* [The data]
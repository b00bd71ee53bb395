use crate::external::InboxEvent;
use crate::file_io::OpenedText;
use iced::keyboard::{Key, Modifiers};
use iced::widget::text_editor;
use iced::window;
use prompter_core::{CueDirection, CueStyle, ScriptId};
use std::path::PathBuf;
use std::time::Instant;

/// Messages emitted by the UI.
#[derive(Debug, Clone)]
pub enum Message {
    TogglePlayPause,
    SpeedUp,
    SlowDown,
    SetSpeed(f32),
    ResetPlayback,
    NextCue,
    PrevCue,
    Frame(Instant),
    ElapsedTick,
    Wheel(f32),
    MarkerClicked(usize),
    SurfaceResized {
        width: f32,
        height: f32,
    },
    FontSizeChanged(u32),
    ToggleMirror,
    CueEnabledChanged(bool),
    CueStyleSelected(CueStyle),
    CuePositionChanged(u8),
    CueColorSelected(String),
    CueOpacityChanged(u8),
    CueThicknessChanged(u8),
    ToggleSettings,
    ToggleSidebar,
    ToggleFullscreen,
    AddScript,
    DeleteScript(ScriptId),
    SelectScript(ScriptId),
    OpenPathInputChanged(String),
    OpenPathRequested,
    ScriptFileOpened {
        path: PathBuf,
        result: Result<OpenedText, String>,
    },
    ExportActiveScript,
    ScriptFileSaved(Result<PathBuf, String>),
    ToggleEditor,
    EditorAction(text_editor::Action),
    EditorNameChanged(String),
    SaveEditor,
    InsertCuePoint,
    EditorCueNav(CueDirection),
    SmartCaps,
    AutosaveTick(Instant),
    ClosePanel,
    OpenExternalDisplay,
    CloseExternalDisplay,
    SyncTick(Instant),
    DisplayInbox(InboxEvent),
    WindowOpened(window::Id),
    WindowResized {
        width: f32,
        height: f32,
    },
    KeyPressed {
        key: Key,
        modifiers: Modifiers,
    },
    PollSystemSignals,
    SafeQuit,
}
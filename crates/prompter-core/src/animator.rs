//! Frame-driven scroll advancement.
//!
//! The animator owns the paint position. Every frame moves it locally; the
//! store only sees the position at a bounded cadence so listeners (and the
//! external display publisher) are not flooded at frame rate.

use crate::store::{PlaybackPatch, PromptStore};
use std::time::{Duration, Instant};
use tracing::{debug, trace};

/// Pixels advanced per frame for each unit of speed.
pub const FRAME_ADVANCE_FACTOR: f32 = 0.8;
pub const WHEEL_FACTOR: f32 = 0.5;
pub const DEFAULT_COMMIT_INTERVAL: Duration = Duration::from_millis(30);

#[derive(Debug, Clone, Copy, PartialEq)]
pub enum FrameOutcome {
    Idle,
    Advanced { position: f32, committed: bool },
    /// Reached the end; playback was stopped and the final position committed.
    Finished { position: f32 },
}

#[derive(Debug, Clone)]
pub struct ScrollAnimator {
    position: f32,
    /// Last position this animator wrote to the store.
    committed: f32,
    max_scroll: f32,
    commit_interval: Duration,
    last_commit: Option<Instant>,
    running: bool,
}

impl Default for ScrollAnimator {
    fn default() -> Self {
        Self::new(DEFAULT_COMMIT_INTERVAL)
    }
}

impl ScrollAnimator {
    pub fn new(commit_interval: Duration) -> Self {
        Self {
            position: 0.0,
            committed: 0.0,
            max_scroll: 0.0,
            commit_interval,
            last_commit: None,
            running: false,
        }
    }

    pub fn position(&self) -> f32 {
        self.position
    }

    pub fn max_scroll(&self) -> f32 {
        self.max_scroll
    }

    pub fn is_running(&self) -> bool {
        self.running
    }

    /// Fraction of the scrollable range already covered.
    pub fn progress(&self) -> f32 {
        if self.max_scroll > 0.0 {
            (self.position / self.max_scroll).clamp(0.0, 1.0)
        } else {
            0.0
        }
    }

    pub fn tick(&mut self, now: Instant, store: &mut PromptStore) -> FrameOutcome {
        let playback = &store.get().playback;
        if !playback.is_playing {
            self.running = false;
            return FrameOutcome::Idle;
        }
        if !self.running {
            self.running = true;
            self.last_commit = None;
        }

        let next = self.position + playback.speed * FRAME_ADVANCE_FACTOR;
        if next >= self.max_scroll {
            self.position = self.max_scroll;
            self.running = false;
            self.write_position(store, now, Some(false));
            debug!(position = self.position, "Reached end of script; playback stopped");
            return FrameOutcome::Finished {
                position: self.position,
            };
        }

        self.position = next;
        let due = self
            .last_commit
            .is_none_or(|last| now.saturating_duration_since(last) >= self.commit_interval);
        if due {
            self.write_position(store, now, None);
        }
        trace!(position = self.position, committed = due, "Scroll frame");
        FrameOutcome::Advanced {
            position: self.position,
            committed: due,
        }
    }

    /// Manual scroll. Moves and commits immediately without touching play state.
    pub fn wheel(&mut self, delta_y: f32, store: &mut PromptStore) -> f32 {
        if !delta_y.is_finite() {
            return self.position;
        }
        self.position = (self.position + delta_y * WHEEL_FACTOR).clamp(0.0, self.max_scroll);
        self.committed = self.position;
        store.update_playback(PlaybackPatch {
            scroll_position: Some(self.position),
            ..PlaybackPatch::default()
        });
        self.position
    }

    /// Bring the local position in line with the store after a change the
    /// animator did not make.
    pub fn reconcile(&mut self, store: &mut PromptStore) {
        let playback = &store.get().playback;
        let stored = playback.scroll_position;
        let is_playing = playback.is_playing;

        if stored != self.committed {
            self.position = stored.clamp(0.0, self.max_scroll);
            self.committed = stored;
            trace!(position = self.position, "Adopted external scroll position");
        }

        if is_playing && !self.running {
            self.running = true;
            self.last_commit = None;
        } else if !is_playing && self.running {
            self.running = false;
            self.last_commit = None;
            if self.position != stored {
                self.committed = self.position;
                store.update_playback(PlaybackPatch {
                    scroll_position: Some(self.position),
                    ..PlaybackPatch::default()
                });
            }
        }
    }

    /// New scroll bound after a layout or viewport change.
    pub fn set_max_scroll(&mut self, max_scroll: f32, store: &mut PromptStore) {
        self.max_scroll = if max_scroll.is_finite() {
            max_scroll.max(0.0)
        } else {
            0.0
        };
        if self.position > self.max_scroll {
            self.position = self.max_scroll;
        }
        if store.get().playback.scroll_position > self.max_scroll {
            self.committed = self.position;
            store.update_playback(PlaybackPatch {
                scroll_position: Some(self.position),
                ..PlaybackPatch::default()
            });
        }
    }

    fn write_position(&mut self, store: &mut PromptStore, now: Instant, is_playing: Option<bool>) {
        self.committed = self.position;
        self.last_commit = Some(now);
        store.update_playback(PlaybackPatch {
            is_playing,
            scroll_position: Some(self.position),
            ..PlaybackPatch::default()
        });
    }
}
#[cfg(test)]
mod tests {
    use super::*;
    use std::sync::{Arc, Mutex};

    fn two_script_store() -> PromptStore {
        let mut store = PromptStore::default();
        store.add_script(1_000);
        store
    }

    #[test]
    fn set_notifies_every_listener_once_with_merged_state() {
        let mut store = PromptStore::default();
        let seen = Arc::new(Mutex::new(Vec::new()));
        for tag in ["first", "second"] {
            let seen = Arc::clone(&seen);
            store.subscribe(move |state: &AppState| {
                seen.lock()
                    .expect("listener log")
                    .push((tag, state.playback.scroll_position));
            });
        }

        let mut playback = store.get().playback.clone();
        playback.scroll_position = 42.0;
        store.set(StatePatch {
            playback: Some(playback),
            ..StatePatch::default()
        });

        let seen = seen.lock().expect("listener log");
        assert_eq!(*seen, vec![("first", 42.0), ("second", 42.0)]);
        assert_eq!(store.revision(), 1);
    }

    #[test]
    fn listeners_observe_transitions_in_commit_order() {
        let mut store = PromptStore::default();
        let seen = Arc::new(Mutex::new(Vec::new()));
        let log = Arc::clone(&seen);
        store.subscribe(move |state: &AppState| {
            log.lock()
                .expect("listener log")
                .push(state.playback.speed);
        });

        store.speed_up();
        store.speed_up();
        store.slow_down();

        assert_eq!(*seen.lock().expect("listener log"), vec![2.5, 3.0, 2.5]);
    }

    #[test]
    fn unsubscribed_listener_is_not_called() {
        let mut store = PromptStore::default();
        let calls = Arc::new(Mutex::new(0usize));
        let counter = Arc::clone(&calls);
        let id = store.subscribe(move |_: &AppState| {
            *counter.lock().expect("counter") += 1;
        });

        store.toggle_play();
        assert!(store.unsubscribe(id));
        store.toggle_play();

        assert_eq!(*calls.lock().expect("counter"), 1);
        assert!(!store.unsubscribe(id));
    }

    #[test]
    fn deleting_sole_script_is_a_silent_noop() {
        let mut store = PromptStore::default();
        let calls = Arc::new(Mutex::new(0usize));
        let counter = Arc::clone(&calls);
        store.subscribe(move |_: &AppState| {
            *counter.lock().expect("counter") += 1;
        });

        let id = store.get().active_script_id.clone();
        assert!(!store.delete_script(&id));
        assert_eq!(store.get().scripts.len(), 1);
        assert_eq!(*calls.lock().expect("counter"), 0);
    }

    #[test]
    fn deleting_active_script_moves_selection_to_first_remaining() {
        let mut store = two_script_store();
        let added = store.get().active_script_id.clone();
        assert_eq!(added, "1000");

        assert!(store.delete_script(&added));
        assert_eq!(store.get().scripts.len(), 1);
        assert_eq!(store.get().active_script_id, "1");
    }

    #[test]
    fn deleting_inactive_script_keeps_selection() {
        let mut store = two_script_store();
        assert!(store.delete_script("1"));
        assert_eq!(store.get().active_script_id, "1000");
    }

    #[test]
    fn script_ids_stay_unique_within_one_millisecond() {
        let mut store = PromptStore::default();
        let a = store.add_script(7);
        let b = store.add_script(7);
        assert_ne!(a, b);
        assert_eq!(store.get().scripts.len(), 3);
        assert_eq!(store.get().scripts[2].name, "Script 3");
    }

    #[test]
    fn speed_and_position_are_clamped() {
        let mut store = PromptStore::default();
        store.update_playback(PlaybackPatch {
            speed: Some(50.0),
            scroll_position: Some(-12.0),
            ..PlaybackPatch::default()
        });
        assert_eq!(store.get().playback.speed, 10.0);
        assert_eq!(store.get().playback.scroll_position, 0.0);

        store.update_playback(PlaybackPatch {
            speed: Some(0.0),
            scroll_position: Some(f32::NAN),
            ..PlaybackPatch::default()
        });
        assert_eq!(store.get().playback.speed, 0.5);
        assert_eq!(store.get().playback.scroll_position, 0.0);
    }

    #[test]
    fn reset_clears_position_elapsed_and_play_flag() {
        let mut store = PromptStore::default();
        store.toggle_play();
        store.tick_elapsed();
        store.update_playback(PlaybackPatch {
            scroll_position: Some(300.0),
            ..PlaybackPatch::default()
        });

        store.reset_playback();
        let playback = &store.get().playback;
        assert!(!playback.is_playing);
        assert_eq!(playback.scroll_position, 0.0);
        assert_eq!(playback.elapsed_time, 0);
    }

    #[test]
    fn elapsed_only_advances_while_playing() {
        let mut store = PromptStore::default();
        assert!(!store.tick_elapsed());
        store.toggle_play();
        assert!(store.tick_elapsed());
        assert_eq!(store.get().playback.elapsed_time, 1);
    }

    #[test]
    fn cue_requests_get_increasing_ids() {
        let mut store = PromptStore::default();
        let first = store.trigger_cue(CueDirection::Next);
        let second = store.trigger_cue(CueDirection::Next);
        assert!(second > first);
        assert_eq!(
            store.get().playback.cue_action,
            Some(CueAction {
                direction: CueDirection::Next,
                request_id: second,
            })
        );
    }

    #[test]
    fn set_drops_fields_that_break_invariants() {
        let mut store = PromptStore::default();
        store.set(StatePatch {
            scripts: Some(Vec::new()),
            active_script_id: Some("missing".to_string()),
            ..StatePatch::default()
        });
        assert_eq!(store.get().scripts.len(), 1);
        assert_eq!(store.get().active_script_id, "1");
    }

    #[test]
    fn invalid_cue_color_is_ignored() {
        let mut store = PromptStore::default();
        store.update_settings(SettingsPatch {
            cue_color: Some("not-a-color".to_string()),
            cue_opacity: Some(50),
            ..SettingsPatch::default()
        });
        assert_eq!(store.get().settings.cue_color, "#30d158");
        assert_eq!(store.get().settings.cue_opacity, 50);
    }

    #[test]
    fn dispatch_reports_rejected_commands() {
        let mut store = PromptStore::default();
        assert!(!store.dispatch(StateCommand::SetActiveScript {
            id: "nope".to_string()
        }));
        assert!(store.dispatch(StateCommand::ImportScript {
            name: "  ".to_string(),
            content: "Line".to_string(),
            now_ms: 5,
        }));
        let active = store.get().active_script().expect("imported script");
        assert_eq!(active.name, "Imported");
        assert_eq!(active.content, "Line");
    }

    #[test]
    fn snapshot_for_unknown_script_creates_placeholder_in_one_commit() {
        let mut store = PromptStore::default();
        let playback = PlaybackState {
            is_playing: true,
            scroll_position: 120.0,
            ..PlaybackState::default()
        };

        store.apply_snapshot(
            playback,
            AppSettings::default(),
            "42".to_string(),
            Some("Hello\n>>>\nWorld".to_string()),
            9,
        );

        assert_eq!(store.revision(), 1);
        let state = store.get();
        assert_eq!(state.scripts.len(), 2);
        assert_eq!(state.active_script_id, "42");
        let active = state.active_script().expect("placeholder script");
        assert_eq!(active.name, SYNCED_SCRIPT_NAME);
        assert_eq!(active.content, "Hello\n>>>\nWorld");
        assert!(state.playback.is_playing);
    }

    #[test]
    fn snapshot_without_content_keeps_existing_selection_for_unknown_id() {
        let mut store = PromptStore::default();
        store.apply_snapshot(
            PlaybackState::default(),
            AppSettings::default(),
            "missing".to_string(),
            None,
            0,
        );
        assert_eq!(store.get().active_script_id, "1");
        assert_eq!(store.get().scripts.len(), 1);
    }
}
...
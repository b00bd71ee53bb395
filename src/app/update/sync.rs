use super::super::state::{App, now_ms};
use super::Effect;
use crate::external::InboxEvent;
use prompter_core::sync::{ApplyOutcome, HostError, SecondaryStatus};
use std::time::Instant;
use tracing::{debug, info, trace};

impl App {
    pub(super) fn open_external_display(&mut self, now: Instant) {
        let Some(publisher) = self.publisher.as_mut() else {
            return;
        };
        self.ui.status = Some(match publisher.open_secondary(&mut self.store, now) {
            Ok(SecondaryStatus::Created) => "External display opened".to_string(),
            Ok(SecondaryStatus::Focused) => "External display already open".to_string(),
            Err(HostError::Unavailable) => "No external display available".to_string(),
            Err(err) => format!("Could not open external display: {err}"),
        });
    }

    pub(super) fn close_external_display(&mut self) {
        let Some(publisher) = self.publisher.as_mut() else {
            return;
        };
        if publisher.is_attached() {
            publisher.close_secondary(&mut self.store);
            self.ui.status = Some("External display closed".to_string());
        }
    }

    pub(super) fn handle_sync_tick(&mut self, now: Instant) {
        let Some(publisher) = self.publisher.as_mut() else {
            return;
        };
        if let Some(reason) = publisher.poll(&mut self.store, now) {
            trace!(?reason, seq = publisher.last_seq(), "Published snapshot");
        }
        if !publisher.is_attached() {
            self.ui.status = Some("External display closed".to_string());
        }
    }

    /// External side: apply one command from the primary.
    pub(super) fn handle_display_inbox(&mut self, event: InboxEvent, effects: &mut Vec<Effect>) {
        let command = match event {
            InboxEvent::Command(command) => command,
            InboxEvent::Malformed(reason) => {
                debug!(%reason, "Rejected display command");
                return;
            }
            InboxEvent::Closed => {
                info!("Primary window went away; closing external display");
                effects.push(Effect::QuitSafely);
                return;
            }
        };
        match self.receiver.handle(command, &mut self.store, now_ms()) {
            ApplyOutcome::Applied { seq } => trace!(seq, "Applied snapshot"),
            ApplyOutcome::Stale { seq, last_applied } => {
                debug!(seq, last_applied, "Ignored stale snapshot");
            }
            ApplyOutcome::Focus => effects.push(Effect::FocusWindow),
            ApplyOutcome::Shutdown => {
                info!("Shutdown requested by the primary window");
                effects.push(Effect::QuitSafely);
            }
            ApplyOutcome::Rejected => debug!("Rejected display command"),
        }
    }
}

* [Work to be completed]
Work out how many lines in the records above include the string "Instant", and provide that figure with no other text.

* [Exercise output]
11